Objective: To determine the effectiveness of diaphragm visual biofeedback reeducation by ultrasonography in conjunction with high-intensity inspiratory muscle training versus isolated high-intensity inspiratory muscle training in athletes with lumbo-pelvic pain. Methods: A single blinded randomized clinical trial will be carried out. A total sample of 80 athletes with lumbo-pelvic pain will be recruited and randomized into 2 groups: one group will be treated by isolated high-intensity inspiratory muscle training during 8 weeks, and another group will be treated with diaphragm visual biofeedback reeducation by ultrasonography during 6 weeks in conjunction with high-intensity inspiratory muscle training during 8 weeks. Outcome measurements will be diaphragm muscle thickness evaluated by ultrasonography (main outcome measurement), pain intensity, pressure pain threshold, disability, quality of life and respiratory parameters by spirometry, which will be assessed before and after intervention.
Study Type
INTERVENTIONAL
Allocation
RANDOMIZED
Purpose
TREATMENT
Masking
SINGLE
Enrollment
80
Diaphragm biofeedback reeducation plus inspiratory training during 6 weeks
Isolated high-intensity inspiratory muscle training during 8 weeks
Universidad Complutense de Madrid
Madrid, Spain
Diaphragm muscle thickness
Diaphragm muscle thickness in centimeters evaluated by ultrasonography
Time frame: Change from Baseline diaphragm muscle thickness at 8 weeks
Pain intensity
Pain intensity scores evaluated by the Visual Analogue Scale from 0 (No pain) to 100 millimeters (Worst pain)
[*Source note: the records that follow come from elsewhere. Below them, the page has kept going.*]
//! Client-side saga progress monitor.
//!
//! Submits buy orders to the saga backend, polls the resulting saga, reveals
//! its forward or compensation steps at a steady pace and fires exactly one
//! notification when it is over. Everything runs on a single event loop
//! spawned by [`MonitorService::spawn`] and driven through a
//! [`MonitorHandle`].

pub mod backend;
pub mod config;
pub mod controller;
pub mod error;
pub mod gate;
pub mod poller;
pub mod progress;
pub mod scheduler;
pub mod sequencer;
pub mod service;
pub mod view;

pub use backend::{
    BackendError, HttpSagaBackend, InMemorySagaBackend, SagaBackend, SagaScript, ScriptFrame,
};
pub use config::MonitorConfig;
pub use controller::{CancelOutcome, OrderSubmissionController, SagaHandle};
pub use error::{CancellationError, MonitorStopped, PollingError, SubmissionError};
pub use gate::{Notification, NotificationDetails, NotificationGate};
pub use poller::{PollEvent, SagaStatusPoller};
pub use progress::{Reconciled, SagaProgress};
pub use scheduler::{RevealKey, RevealScheduler};
pub use sequencer::{RevealMode, RevealStep, StepAnimationSequencer};
pub use service::{MonitorHandle, MonitorService};
pub use view::{Banner, BannerKind, Phase, ProgressView, StepState, StepView, UiEvent};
Time frame: Change from Baseline pain intensity at 8 weeks
Pressure pain threshold
Pressure pain threshold in kilograms / squared centimeter evaluated by algometer
Time frame: Change from Baseline pressure pain threshold at 8 weeks
Disability
Disability scores evaluated by the self-reported Roland-Morris Disability Questionnaire from 0 (no disability) to 24 points (Maximum disability)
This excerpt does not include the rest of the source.